Cet été, l’Institut de Radioprotection et de Sûreté Nucléaire (IRSN) scrute le ciel avec attention. Et pour cause, l’Institut s’inquiète des effets de la canicule sur les centrales nucléaires françaises. Fin juillet dernier, il a même publié une note d’information consacrée au sujet. D’après cette note, « La canicule peut avoir des conséquences sur la production d’électricité pour des raisons de protection environnementale mais, potentiellement aussi, sur la sûreté des centrales nucléaires. » Depuis plusieurs années déjà, l’IRSN suit de près les épisodes de canicule. Il a aussi mis en place un suivi de sécurité auprès des différentes centrales françaises.
Canicule et centrales nucléaires : quel impact ?
Quel est le lien entre la canicule et la sûreté des centrales nucléaires ? Les pics de chaleur peuvent affecter le fonctionnement d’une centrale à plusieurs niveaux. En période de canicule, la température risque aussi d’augmenter au sein des centrales nucléaires. Les exploitants doivent donc surveiller la température atteinte dans les locaux. C’est particulièrement le cas pour les mécanismes de refroidissement de la centrale.

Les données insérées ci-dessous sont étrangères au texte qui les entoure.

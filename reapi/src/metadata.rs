use prost::Message;
use tonic::metadata::{MetadataMap, MetadataValue};

use crate::proto::{RequestMetadata, ToolDetails};

/// The binary metadata header every REAPI RPC carries.
pub const HEADER_NAME: &str = "build.bazel.remote.execution.v2.requestmetadata-bin";

/// Attaches a serialized [RequestMetadata] to outgoing requests.
///
/// Constructed once per action: the action id is the display form of the
/// action digest, the tool invocation id is `<hostname>:<parent-pid>`.
#[derive(Clone)]
pub struct MetadataInjector {
    encoded: bytes::Bytes,
}

impl MetadataInjector {
    pub fn new(
        tool_name: &str,
        tool_version: &str,
        action_id: &str,
        tool_invocation_id: &str,
        correlated_invocations_id: &str,
    ) -> Self {
        let metadata = RequestMetadata {
            tool_details: Some(ToolDetails {
                tool_name: tool_name.to_string(),
                tool_version: tool_version.to_string(),
            }),
            action_id: action_id.to_string(),
            tool_invocation_id: tool_invocation_id.to_string(),
            correlated_invocations_id: correlated_invocations_id.to_string(),
        };
        Self {
            encoded: metadata.encode_to_vec().into(),
        }
    }

    /// Insert the header into a request's metadata map.
    pub fn attach(&self, metadata: &mut MetadataMap) {
        metadata.insert_bin(HEADER_NAME, MetadataValue::from_bytes(&self.encoded));
    }

    /// Build a [tonic::Request] with the header already attached.
    pub fn request<T>(&self, message: T) -> tonic::Request<T> {
        let mut request = tonic::Request::new(message);
        self.attach(request.metadata_mut());
        request
    }
}

#[cfg(test)]
mod tests {
    use super::*;

    #[test]
    fn header_round_trips() {
        let injector = MetadataInjector::new("nimbus", "0.1.0", "abc/3", "host:42", "");
        let request = injector.request(());
        let value = request
            .metadata()
            .get_bin(HEADER_NAME)
            .expect("header must be present");
        let decoded =
            RequestMetadata::decode(value.to_bytes().unwrap().as_ref()).expect("must decode");
        assert_eq!(decoded.action_id, "abc/3");
        assert_eq!(decoded.tool_invocation_id, "host:42");
        assert_eq!(decoded.tool_details.unwrap().tool_name, "nimbus");
    }
}
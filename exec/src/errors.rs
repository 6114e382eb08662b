use thiserror::Error;

/// Errors surfaced by the execution layer. Anything that reaches the build
/// driver is rendered into the edge's exit code and diagnostic output.
#[derive(Debug, Error)]
pub enum Error {
    #[error(transparent)]
    Castore(#[from] nimbus_castore::Error),

    #[error("grpc error: {0}")]
    Grpc(#[from] tonic::Status),

    #[error("channel error: {0}")]
    Channel(#[from] nimbus_reapi::ChannelError),

    #[error("i/o error: {0}")]
    Io(#[from] std::io::Error),

    #[error("action cancelled")]
    Cancelled,

    #[error("remote execution failed: {0}")]
    Execution(String),

    #[error("invalid action: {0}")]
    InvalidAction(String),
}
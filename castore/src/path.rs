//! Pure path algebra over `/`-separated strings.
//!
//! These operate on build-manifest paths, which are plain byte strings with
//! forward slashes, independent of the platform path type. Inputs may be
//! absolute or relative and may contain `.` and `..` segments.

/// Normalize a path: collapse `.` and empty segments, resolve `..` against
/// preceding segments where possible. `..` at the root of an absolute path
/// refers to the root itself and is dropped. The normalized form of the
/// current directory is `.`, not the empty string.
pub fn normalize_path(path: &str) -> String {
    let absolute = path.starts_with('/');
    let mut segments: Vec<&str> = Vec::new();
    for segment in path.split('/') {
        if segment == ".." {
            match segments.last() {
                Some(&last) if last != ".." => {
                    segments.pop();
                }
                None if absolute => {
                    // dot-dot in the root directory refers to the root
                    // directory itself and can thus be dropped.
                }
                _ => segments.push(segment),
            }
        } else if !segment.is_empty() && segment != "." {
            segments.push(segment);
        }
    }
    if segments.is_empty() {
        return if absolute { "/".to_string() } else { ".".to_string() };
    }
    let joined = segments.join("/");
    if absolute {
        format!("/{}", joined)
    } else {
        joined
    }
}

/// The final segment of a path, or the empty string when there is none
/// (root, empty, or a bare name without a slash).
pub fn path_basename(path: &str) -> &str {
    if path.len() <= 1 {
        return "";
    }
    let trimmed = path.strip_suffix('/').unwrap_or(path);
    match trimmed.rfind('/') {
        Some(pos) => &trimmed[pos + 1..],
        None => "",
    }
}

/// How many levels above the current directory the path reaches, i.e. the
/// minimum number of leading `..` segments needed to anchor it. Paths that
/// never escape return 0.
pub fn parent_directory_level(path: &str) -> i32 {
    let mut current: i32 = 0;
    let mut lowest: i32 = 0;
    for segment in path.split('/') {
        match segment {
            "" | "." => {}
            ".." => {
                current -= 1;
                lowest = lowest.min(current);
            }
            _ => current += 1,
        }
    }
    -lowest
}

/// The last `n` segments of `path`, or `None` if the path has fewer.
/// `n == 0` yields the empty string.
pub fn last_n_segments(path: &str, n: i32) -> Option<String> {
    if n == 0 {
        return Some(String::new());
    }
    let trimmed = path.strip_suffix('/').unwrap_or(path);
    let segments: Vec<&str> = trimmed.split('/').filter(|s| !s.is_empty()).collect();
    if segments.len() < n as usize {
        return None;
    }
    Some(segments[segments.len() - n as usize..].join("/"))
}

/// Whether `prefix` is a whole-segment prefix of `path`. The empty path is
/// never a prefix.
pub fn has_path_prefix(path: &str, prefix: &str) -> bool {
    if prefix.is_empty() {
        return false;
    }
    if path == prefix {
        return true;
    }
    let mut prefix = prefix.to_string();
    if !prefix.ends_with('/') {
        prefix.push('/');
    }
    let mut path = path.to_string();
    if !path.ends_with('/') {
        path.push('/');
    }
    path.starts_with(&prefix)
}

/// Rewrite an absolute `path` to be relative to the absolute directory
/// `base`, inserting `..` segments as needed. Relative paths and empty
/// inputs pass through unchanged.
pub fn make_path_relative(path: &str, base: &str) -> String {
    if base.is_empty() || path.is_empty() || !path.starts_with('/') {
        return path.to_string();
    }
    debug_assert!(base.starts_with('/'), "base must be an absolute path");

    let path_segments: Vec<&str> = path.split('/').filter(|s| !s.is_empty()).collect();
    let base_segments: Vec<&str> = base.split('/').filter(|s| !s.is_empty()).collect();

    let common = path_segments
        .iter()
        .zip(base_segments.iter())
        .take_while(|(a, b)| a == b)
        .count();

    let dotdots = base_segments.len() - common;
    if dotdots == 0 && common == path_segments.len() {
        // path and base are the same directory.
        return if path.ends_with('/') { "./".into() } else { ".".into() };
    }

    let mut out: Vec<&str> = Vec::with_capacity(dotdots + path_segments.len() - common);
    for _ in 0..dotdots {
        out.push("..");
    }
    out.extend(&path_segments[common..]);
    let mut result = out.join("/");
    if path.ends_with('/') {
        result.push('/');
    }
    result
}

#[cfg(test)]
mod tests {
    use super::*;
    use test_case::test_case;

    #[test_case("a/b/../c", "a/c")]
    #[test_case("/a/./b//c", "/a/b/c")]
    #[test_case("/../a", "/a"; "dotdot at absolute root is dropped")]
    #[test_case("../a", "../a"; "dotdot at relative root is kept")]
    #[test_case("a/..", "."; "collapses to current dir")]
    #[test_case("/a/..", "/")]
    #[test_case(".", "."; "dot normalizes to dot")]
    #[test_case("", "."; "empty normalizes to dot")]
    #[test_case("a/b/c", "a/b/c"; "already normal")]
    fn normalize(input: &str, expected: &str) {
        assert_eq!(normalize_path(input), expected);
    }

    #[test]
    fn normalize_is_idempotent() {
        for p in ["a/b/../c", "/x/./y/..", "../..", "foo//bar/"] {
            let once = normalize_path(p);
            assert_eq!(normalize_path(&once), once);
        }
    }

    #[test_case("a/b/c", "c")]
    #[test_case("a/b/c/", "c"; "trailing slash still yields basename")]
    #[test_case("abc", ""; "bare name has no basename")]
    #[test_case("/", ""; "root has no basename")]
    #[test_case("", "")]
    fn basename(input: &str, expected: &str) {
        assert_eq!(path_basename(input), expected);
    }

    #[test_case("a/b.c", 0)]
    #[test_case("../a", 1)]
    #[test_case("../../a/b", 2)]
    #[test_case("a/../../b", 1; "escape after descent")]
    #[test_case("..", 1; "bare dotdot")]
    #[test_case("./a", 0)]
    fn parent_level(input: &str, expected: i32) {
        assert_eq!(parent_directory_level(input), expected);
    }

    #[test]
    fn last_segments() {
        assert_eq!(last_n_segments("/a/b/c", 1), Some("c".to_string()));
        assert_eq!(last_n_segments("/a/b/c", 2), Some("b/c".to_string()));
        assert_eq!(last_n_segments("/a/b/c", 3), Some("a/b/c".to_string()));
        assert_eq!(last_n_segments("/a/b/c", 4), None);
        assert_eq!(last_n_segments("only", 1), Some("only".to_string()));
        assert_eq!(last_n_segments("/a/b/", 1), Some("b".to_string()));
        assert_eq!(last_n_segments("whatever", 0), Some(String::new()));
    }

    #[test_case("/p/build/x.c", "/p", true)]
    #[test_case("/p", "/p", true; "equal paths")]
    #[test_case("/prefix-not/x", "/p", false; "segment boundary honored")]
    #[test_case("/p/x", "", false; "empty prefix never matches")]
    fn prefix(path: &str, prefix: &str, expected: bool) {
        assert_eq!(has_path_prefix(path, prefix), expected);
    }

    #[test_case("/p/build/a.c", "/p/build", "a.c")]
    #[test_case("/p/src/a.c", "/p/build", "../src/a.c")]
    #[test_case("/p/build", "/p/build", "."; "equal base and path yields dot")]
    #[test_case("/p/build/", "/p/build", "./")]
    #[test_case("/other/x", "/p/build", "../../other/x")]
    #[test_case("relative/path", "/p/build", "relative/path"; "relative passes through")]
    #[test_case("", "/p", ""; "empty path passes through")]
    fn relative(path: &str, base: &str, expected: &str) {
        assert_eq!(make_path_relative(path, base), expected);
    }

    #[test]
    fn relative_round_trip() {
        let base = "/p/build";
        for rel in ["a.c", "sub/dir/x.o", "deep/er/most.h"] {
            let abs = format!("{}/{}", base, rel);
            assert_eq!(make_path_relative(&abs, base), rel);
        }
    }
}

Le refroidissement est crucial dans une centrale nucléaire. Les réacteurs nucléaires ainsi que les piscines d’entreposage du combustible usé font l’objet d’un contrôle minutieux des températures. Ils doivent être refroidis, et la température doit rester constante. Le plus souvent, les centrales nucléaires sont construites près de cours d’eau, et cette eau est utilisée pour refroidir les installations de la centrale. La centrale puise l’eau pour alimenter son circuit de refroidissement, puis rejette une eau plus chaud en bout de course.
En cas de canicule, trois problèmes se posent. La chaleur peut causer la propagation d’algues qui risquent d’obstruer l’entrée des tuyaux d’eau qui alimentent la centrale. L’IRSN souligne aussi que l’augmentation de la température de l’eau rejetée par la centrale peut mettre en péril la faune et la flore du cours d’eau. Il existe d’ailleurs des règles environnementales à ne pas dépasser. Mais le pire scénario pour une centrale nucléaire est la baisse du niveau du cours d’eau utilisé pour son refroidissement. Si le débit d’eau est trop faible, le refroidissement ne peut pas se faire normalement.
Un Plan Canicule pour les centrales nucléaires
En cas de prévision de canicule, l’IRSN et EDF ont mis en place des protocoles de contrôle pour assurer la sécurité des centrales nucléaires. Ce « Plan Canicule » vise aussi à garantir la continuité de la production électrique. Il consiste en priorité à surveiller la température au sein des installations nucléaires. EDF prévoit même des générateurs de secours, qui sont eux aussi régulièrement testés. Et si la température augmente, EDF doit procéder à « une interruption provisoire de la production d’électricité pour éviter l’échauffement de l’eau du fleuve ».
EDF : des centrales nucléaires à l’épreuve de la chaleur ?
Lorsque les centrales nucléaires ont été construites, le réchauffement climatique n’était pas encore d’actualité. De fait, les températures moyennes prises en compte pour la conception et l’exploitation des centrales nucléaires tricolores n’envisageait pas de scénarios où les épisodes de canicule deviendraient réguliers.
Pour parer au problème, EDF a initié une réflexion autour de l’adaptation des centrales nucléaires pour faire face à la canicule. L’énergéticien mène actuellement un chantier à grande échelle pour déterminer, au cas par cas, les modalités d’adaptation des centrales. Ce chantier, qui s’intègre dans le calendrier des visites décennales des réacteurs de 900 MW, a commencé en juin 2019 avec la centrale nucléaire de Tricastin.
Outre l’aspect sécuritaire, le chantier d’adaptation à la canicule représente aussi un enjeu économique pour EDF. A l’été 2018, la production d’électricité avait dû s’interrompre dans deux centrales nucléaires françaises. A l’été 2019, ce sont cinq centrales nucléaires qui avaient vu leur exploitation perturbée par les vagues de chaleur. Cette année, EDF a déjà dû intervenir sur la centrale de Golfech (Tarn-et-Garonne) pour réduire sa production, et sur la centrale de Cattenom (Moselle) pour prélever de l’eau dans une retenue afin de refroidir la centrale. Si le manque à gagner reste négligeable, il pourrait croître dans les années à venir si les vagues de chaleur deviennent plus fortes.